Makes sense. l can see the dominant function showing up that early and possibly never changing.

l still have questions about the role of environment versus innate preference as far as type is concerned especially with what's now known about neuroscience, plasticity and epigenetics.

l think the predisposition is there.


----------



## Arya (Oct 17, 2012)

OMG WTF BRO said:


> Makes sense. l can see the dominant function showing up that early and possibly never changing.
> 
> l still have questions about the role of environment versus innate preference as far as type is concerned especially with what's now known about neuroscience, plasticity and epigenetics.
> 
> l think the predisposition is there.


I think my environment did play a role in the fact that I developed my Ti at a young age. My mom's an INTJ and my dad's an INTP, so I can see how being around thinking types since I was born would play a role in developing my Ti at a young age. I don't think I became an INTP because of my parents though. My sister is an INFP and she had the same environment as I did. So yeah, I think it was an innate preference, but I do think environment could make a difference in when you start using your functions.


----------



## LadyO.W.BernieBro (Sep 4, 2010)

Arya said:


> I think my environment did play a role in the fact that I developed my Ti at a young age. My mom's an INTJ and my dad's an INTP, so I can see how being around thinking types since I was born would play a role in developing my Ti at a young age. I don't think I became an INTP because of my parents though. My sister is an INFP and she had the same environment as I did. So yeah, I think it was an innate preference, but I do think environment could make a difference in when you start using your functions.


l've thought about the way it can relate to something like hand dominance which is an example given when explaining that preferences don't change.

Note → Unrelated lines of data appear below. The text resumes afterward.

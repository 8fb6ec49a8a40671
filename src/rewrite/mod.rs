pub(crate) mod compose;
pub(crate) mod null_safe;
pub(crate) mod substitute;
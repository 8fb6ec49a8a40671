use super::*;

#[test]
fn display_prefixes_are_stable() {
    assert!(
        ExprError::invalid_argument("sourceMember", "x")
            .to_string()
            .contains("invalid argument 'sourceMember':")
    );
    assert!(
        ExprError::parse(3, "x")
            .to_string()
            .contains("parse error at byte 3:")
    );
    assert!(ExprError::bind("x").to_string().contains("bind error:"));
    assert!(ExprError::model("x").to_string().contains("model error:"));
    assert!(
        ExprError::serde("x")
            .to_string()
            .contains("serialization error:")
    );
}

#[test]
fn invalid_argument_keeps_name_and_message() {
    let err = ExprError::invalid_argument("member", "Only member accesses are allowed. x => 1");
    match err {
        ExprError::InvalidArgument { name, message } => {
            assert_eq!(name, "member");
            assert!(message.ends_with("x => 1"));
        }
        other => panic!("unexpected error: {other:?}"),
    }
}

#[test]
fn other_preserves_source() {
    let base = std::io::Error::other("boom");
    let err = ExprError::Other(anyhow::Error::new(base));
    assert!(err.to_string().contains("boom"));
}
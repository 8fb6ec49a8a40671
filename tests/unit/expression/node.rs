use super::*;
use crate::fixtures::{lambda, people};

#[test]
fn identity_differs_from_structural_equality() {
    let int = Primitive::Int.ty();
    let a = Expr::parameter("x", &int);
    let b = Expr::parameter("x", &int);
    assert_eq!(a, b);
    assert!(!a.same(&b));
    assert!(a.same(&a.clone()));
}

#[test]
fn map_children_shares_untouched_subtrees() {
    let l = lambda("p: Person => p.Address.City");
    let body = l.body().clone();
    let same = body.map_children(|c| c.clone());
    assert!(same.same(&body));

    let ExprKind::Member {
        target: Some(address),
        ..
    } = body.kind()
    else {
        panic!("expected member access");
    };
    let other = Expr::parameter("q", l.params()[0].ty());
    let rebuilt = address.map_children(|_| other.clone());
    assert!(!rebuilt.same(address));
    assert_eq!(rebuilt.to_string(), "q.Address");
    assert_eq!(rebuilt.ty(), address.ty());
}

#[test]
fn map_children_skips_binding_sites() {
    let int = Primitive::Int.ty();
    let v = Expr::parameter("v", &int);
    let one = Expr::constant(Constant::Int(1));
    let block = Expr::block(vec![v.clone()], vec![Expr::assign(v.clone(), one), v.clone()]);
    let mut seen = Vec::new();
    block.map_children(|c| {
        seen.push(c.clone());
        c.clone()
    });
    assert_eq!(seen.len(), 2);
    assert!(matches!(seen[0].kind(), ExprKind::Assign { .. }));
    assert!(seen[1].same(&v));
}

#[test]
fn with_target_reroots_members_and_calls() {
    let l = lambda("p: Person => p.Address");
    let q = Expr::parameter("q", l.params()[0].ty());
    assert_eq!(l.body().with_target(Some(q.clone())).to_string(), "q.Address");

    let l = lambda("p: Person => p.FullName()");
    assert_eq!(l.body().with_target(Some(q.clone())).to_string(), "q.FullName()");

    let l = lambda("p: Person => p.Primary()");
    assert_eq!(
        l.body().with_target(Some(q.clone())).to_string(),
        "Addresses.Primary(q)"
    );

    let l = lambda("p: Person => Foo()");
    assert!(l.body().with_target(Some(q)).same(l.body()));
}

#[test]
fn lambda_type_and_conversion() {
    let l = lambda("(a: int, b: int) => a + b");
    assert_eq!(l.as_expr().ty().name, "Func<int, int, int>");
    assert_eq!(l.params().len(), 2);
    assert!(l.parameter().is_some_and(|p| p.same(&l.params()[0])));

    let back = Lambda::try_from(l.clone().into_expr()).unwrap();
    assert_eq!(back, l);

    let err = Lambda::try_from(l.body().clone()).unwrap_err();
    assert!(matches!(err, ExprError::InvalidArgument { .. }));
}

#[test]
fn binary_and_block_types() {
    let l = lambda("p: Person => p.Age < 3");
    assert_eq!(l.body().ty(), &Primitive::Bool.ty());

    let empty = Expr::block(vec![], vec![]);
    assert_eq!(empty.ty(), &Primitive::Object.ty());

    let person = people().resolve_type("Person").unwrap();
    assert_eq!(Expr::null(&person).ty().name, "Person");
    assert_eq!(Expr::constant(Constant::Null).ty(), &Primitive::Object.ty());
}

But there have been cases of left-handed kids being forced to become right handed, when it "works" they seem to have some issues with learning and behavior. So perhaps the environment and forced actions can change cogntive functions, but too much environemntal influence can have a negative effect


----------



## Arya (Oct 17, 2012)

OMG WTF BRO said:


> l've thought about the way it can relate to something like hand dominance which is an example given when explaining that preferences don't change.
> 
> But there have been cases of left-handed kids being forced to become right handed, when it "works" they seem to have some issues with learning and behavior. So perhaps the environment and forced actions can change cogntive functions, but too much environemntal influence can have a negative effect



I think that perhaps for some people when it works it's because some people aren't particularly dominant. I can't switch when I'm writing, but I've noticed when I'm doing others things like eating I'll randomly switch hands I use without even thinking about it. But other than people who aren't particularly dominant, I think it could cause problems. My mom had a terrible time at school when she was a child. The school system consistently tried to force her to change, and she just couldn't. She ended up getting labeled as stupid, even though she clearly isn't. I don't honestly think the school environment does a very good job of changing anybodies cognitive functions. If the kid is too disruptive they just put him or her on drugs. I'm guessing those types of environments typically just end up having a negative effect where the kid tries to suppress them self and years later it ends up coming out.


----------